Repeat all of the data precisely.

** INPUT FOR THIS TASK **

....

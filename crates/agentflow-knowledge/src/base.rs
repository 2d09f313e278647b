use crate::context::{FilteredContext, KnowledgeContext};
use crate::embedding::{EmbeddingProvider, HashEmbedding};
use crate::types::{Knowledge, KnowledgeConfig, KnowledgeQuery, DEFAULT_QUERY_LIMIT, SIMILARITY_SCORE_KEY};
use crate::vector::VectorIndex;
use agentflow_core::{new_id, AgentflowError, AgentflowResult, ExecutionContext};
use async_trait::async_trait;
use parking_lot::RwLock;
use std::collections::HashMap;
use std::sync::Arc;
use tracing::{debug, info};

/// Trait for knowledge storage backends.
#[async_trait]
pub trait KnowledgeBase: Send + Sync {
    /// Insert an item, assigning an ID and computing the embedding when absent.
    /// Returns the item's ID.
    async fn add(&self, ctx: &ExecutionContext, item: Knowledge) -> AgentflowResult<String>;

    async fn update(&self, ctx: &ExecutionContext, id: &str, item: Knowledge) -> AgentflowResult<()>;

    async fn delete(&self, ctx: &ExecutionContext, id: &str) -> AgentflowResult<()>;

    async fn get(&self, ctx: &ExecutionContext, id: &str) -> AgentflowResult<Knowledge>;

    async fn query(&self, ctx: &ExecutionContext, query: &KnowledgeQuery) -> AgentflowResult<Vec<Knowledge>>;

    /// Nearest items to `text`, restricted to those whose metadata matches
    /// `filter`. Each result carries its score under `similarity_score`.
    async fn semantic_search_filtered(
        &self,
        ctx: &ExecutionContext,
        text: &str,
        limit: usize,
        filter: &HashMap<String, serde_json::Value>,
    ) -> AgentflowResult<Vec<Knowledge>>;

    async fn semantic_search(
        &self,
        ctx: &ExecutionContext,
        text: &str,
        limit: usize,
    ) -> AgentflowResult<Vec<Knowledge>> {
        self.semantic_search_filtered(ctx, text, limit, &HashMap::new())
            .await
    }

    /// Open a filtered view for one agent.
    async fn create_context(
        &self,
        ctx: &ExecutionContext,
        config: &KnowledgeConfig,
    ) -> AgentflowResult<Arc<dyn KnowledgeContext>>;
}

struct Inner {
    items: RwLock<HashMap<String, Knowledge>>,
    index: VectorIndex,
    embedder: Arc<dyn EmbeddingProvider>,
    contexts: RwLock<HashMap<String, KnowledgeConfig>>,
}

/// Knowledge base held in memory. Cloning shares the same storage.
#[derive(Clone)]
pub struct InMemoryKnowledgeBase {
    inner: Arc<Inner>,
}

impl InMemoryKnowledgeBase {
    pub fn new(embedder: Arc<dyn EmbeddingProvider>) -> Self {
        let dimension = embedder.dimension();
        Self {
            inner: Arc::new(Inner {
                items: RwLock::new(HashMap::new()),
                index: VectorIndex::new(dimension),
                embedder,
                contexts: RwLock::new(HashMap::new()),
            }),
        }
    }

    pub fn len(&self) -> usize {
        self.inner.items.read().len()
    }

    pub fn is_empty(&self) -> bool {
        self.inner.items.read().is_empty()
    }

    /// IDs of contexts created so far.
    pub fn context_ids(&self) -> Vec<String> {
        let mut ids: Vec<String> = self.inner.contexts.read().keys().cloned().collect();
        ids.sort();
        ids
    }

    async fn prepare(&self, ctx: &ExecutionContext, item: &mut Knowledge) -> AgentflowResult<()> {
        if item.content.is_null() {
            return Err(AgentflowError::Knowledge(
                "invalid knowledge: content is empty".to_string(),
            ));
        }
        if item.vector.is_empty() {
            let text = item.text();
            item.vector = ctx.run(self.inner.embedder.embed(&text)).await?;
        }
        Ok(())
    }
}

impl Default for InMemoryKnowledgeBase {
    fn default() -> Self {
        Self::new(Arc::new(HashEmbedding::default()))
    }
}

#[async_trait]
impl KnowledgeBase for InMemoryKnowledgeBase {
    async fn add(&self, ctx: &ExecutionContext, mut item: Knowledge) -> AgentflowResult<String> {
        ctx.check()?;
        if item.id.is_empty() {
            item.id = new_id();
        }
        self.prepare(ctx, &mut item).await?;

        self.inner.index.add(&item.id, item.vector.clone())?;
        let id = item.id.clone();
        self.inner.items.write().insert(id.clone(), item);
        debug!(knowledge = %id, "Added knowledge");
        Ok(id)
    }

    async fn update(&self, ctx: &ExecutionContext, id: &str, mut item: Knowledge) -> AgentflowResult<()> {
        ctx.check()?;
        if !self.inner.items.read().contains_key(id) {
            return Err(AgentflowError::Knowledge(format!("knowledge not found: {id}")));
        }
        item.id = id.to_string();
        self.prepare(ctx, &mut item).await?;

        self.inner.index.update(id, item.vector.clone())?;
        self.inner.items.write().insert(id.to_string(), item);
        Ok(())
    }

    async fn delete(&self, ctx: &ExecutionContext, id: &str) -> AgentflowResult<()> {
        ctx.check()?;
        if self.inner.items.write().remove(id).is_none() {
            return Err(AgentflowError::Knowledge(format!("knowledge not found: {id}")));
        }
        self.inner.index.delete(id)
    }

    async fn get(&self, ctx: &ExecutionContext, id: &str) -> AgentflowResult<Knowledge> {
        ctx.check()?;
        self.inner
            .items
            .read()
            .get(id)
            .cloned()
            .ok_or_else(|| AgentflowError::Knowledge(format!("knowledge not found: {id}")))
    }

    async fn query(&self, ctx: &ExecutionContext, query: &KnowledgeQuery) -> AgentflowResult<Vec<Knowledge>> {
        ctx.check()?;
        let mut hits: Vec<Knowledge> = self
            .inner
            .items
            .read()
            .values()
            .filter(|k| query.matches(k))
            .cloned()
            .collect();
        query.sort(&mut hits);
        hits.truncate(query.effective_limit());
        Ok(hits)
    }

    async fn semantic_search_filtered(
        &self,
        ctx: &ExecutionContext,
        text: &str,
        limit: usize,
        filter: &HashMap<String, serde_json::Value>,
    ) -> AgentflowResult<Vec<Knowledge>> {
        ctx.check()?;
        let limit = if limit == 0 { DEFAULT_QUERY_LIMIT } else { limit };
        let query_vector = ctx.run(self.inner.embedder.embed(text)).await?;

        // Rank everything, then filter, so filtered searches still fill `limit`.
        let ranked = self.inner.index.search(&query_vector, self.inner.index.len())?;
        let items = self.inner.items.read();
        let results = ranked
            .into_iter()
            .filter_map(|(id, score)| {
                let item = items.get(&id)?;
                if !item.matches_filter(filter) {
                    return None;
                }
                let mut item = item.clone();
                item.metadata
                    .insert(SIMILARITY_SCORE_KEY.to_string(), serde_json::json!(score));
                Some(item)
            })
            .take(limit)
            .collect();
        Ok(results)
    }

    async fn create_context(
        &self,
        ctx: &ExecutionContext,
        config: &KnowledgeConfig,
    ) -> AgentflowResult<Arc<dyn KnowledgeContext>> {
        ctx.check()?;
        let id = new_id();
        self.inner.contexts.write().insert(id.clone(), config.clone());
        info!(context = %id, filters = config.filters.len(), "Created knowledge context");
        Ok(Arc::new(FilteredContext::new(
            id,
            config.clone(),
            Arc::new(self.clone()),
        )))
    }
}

....

** EXERCISE SOLUTION **
filename crates/agentflow-knowledge/src/base.rs
repository 2d09f313e278647b
use crate::context::{FilteredContext, KnowledgeContext};
use crate::embedding::{EmbeddingProvider, HashEmbedding};
use crate::types::{Knowledge, KnowledgeConfig, KnowledgeQuery, DEFAULT_QUERY_LIMIT, SIMILARITY_SCORE_KEY};
use crate::vector::VectorIndex;
use agentflow_core::{new_id, AgentflowError, AgentflowResult, ExecutionContext};
use async_trait::async_trait;
use parking_lot::RwLock;
use std::collections::HashMap;
use std::sync::Arc;
use tracing::{debug, info};

/// Trait for knowledge storage backends.
#[async_trait]
pub trait KnowledgeBase: Send + Sync {
    /// Insert an item, assigning an ID and computing the embedding when absent.
    /// Returns the item's ID.
    async fn add(&self, ctx: &ExecutionContext, item: Knowledge) -> AgentflowResult<String>;

    async fn update(&self, ctx: &ExecutionContext, id: &str, item: Knowledge) -> AgentflowResult<()>;

    async fn delete(&self, ctx: &ExecutionContext, id: &str) -> AgentflowResult<()>;

    async fn get(&self, ctx: &ExecutionContext, id: &str) -> AgentflowResult<Knowledge>;

    async fn query(&self, ctx: &ExecutionContext, query: &KnowledgeQuery) -> AgentflowResult<Vec<Knowledge>>;

    /// Nearest items to `text`, restricted to those whose metadata matches
    /// `filter`. Each result carries its score under `similarity_score`.
    async fn semantic_search_filtered(
        &self,
        ctx: &ExecutionContext,
        text: &str,
        limit: usize,
        filter: &HashMap<String, serde_json::Value>,
    ) -> AgentflowResult<Vec<Knowledge>>;

    async fn semantic_search(
        &self,
        ctx: &ExecutionContext,
        text: &str,
        limit: usize,
    ) -> AgentflowResult<Vec<Knowledge>> {
        self.semantic_search_filtered(ctx, text, limit, &HashMap::new())
            .await
    }

    /// Open a filtered view for one agent.
    async fn create_context(
        &self,
        ctx: &ExecutionContext,
        config: &KnowledgeConfig,
    ) -> AgentflowResult<Arc<dyn KnowledgeContext>>;
}

struct Inner {
    items: RwLock<HashMap<String, Knowledge>>,
    index: VectorIndex,
    embedder: Arc<dyn EmbeddingProvider>,
    contexts: RwLock<HashMap<String, KnowledgeConfig>>,
}

/// Knowledge base held in memory. Cloning shares the same storage.
#[derive(Clone)]
pub struct InMemoryKnowledgeBase {
    inner: Arc<Inner>,
}

impl InMemoryKnowledgeBase {
    pub fn new(embedder: Arc<dyn EmbeddingProvider>) -> Self {
        let dimension = embedder.dimension();
        Self {
            inner: Arc::new(Inner {
                items: RwLock::new(HashMap::new()),
                index: VectorIndex::new(dimension),
                embedder,
                contexts: RwLock::new(HashMap::new()),
            }),
        }
    }

    pub fn len(&self) -> usize {
        self.inner.items.read().len()
    }

    pub fn is_empty(&self) -> bool {
        self.inner.items.read().is_empty()
    }

    /// IDs of contexts created so far.
    pub fn context_ids(&self) -> Vec<String> {
        let mut ids: Vec<String> = self.inner.contexts.read().keys().cloned().collect();
        ids.sort();
        ids
    }

    async fn prepare(&self, ctx: &ExecutionContext, item: &mut Knowledge) -> AgentflowResult<()> {
        if item.content.is_null() {
            return Err(AgentflowError::Knowledge(
                "invalid knowledge: content is empty".to_string(),
            ));
        }
        if item.vector.is_empty() {
            let text = item.text();
            item.vector = ctx.run(self.inner.embedder.embed(&text)).await?;
        }
        Ok(())
    }
}

impl Default for InMemoryKnowledgeBase {
    fn default() -> Self {
        Self::new(Arc::new(HashEmbedding::default()))
    }
}

#[async_trait]
impl KnowledgeBase for InMemoryKnowledgeBase {
    async fn add(&self, ctx: &ExecutionContext, mut item: Knowledge) -> AgentflowResult<String> {
        ctx.check()?;
        if item.id.is_empty() {
            item.id = new_id();
        }
        self.prepare(ctx, &mut item).await?;

        self.inner.index.add(&item.id, item.vector.clone())?;
        let id = item.id.clone();
        self.inner.items.write().insert(id.clone(), item);
        debug!(knowledge = %id, "Added knowledge");
        Ok(id)
    }

    async fn update(&self, ctx: &ExecutionContext, id: &str, mut item: Knowledge) -> AgentflowResult<()> {
        ctx.check()?;
        if !self.inner.items.read().contains_key(id) {
            return Err(AgentflowError::Knowledge(format!("knowledge not found: {id}")));
        }
        item.id = id.to_string();
        self.prepare(ctx, &mut item).await?;

        self.inner.index.update(id, item.vector.clone())?;
        self.inner.items.write().insert(id.to_string(), item);
        Ok(())
    }

    async fn delete(&self, ctx: &ExecutionContext, id: &str) -> AgentflowResult<()> {
        ctx.check()?;
        if self.inner.items.write().remove(id).is_none() {
            return Err(AgentflowError::Knowledge(format!("knowledge not found: {id}")));
        }
        self.inner.index.delete(id)
    }

    async fn get(&self, ctx: &ExecutionContext, id: &str) -> AgentflowResult<Knowledge> {
        ctx.check()?;
        self.inner
            .items
            .read()
            .get(id)
            .cloned()
            .ok_or_else(|| AgentflowError::Knowledge(format!("knowledge not found: {id}")))
    }

    async fn query(&self, ctx: &ExecutionContext, query: &KnowledgeQuery) -> AgentflowResult<Vec<Knowledge>> {
        ctx.check()?;
        let mut hits: Vec<Knowledge> = self
            .inner
            .items
            .read()
            .values()
            .filter(|k| query.matches(k))
            .cloned()
            .collect();
        query.sort(&mut hits);
        hits.truncate(query.effective_limit());
        Ok(hits)
    }

    async fn semantic_search_filtered(
        &self,
        ctx: &ExecutionContext,
        text: &str,
        limit: usize,
        filter: &HashMap<String, serde_json::Value>,
    ) -> AgentflowResult<Vec<Knowledge>> {
        ctx.check()?;
        let limit = if limit == 0 { DEFAULT_QUERY_LIMIT } else { limit };
        let query_vector = ctx.run(self.inner.embedder.embed(text)).await?;

        // Rank everything, then filter, so filtered searches still fill `limit`.
        let ranked = self.inner.index.search(&query_vector, self.inner.index.len())?;
        let items = self.inner.items.read();
        let results = ranked
            .into_iter()
            .filter_map(|(id, score)| {
                let item = items.get(&id)?;
                if !item.matches_filter(filter) {
                    return None;
                }
                let mut item = item.clone();
                item.metadata
                    .insert(SIMILARITY_SCORE_KEY.to_string(), serde_json::json!(score));
                Some(item)
            })
            .take(limit)
            .collect();
        Ok(results)
    }

    async fn create_context(
        &self,
        ctx: &ExecutionContext,
        config: &KnowledgeConfig,
    ) -> AgentflowResult<Arc<dyn KnowledgeContext>> {
        ctx.check()?;
        let id = new_id();
        self.inner.contexts.write().insert(id.clone(), config.clone());
        info!(context = %id, filters = config.filters.len(), "Created knowledge context");
        Ok(Arc::new(FilteredContext::new(
            id,
            config.clone(),
            Arc::new(self.clone()),
        )))
    }
}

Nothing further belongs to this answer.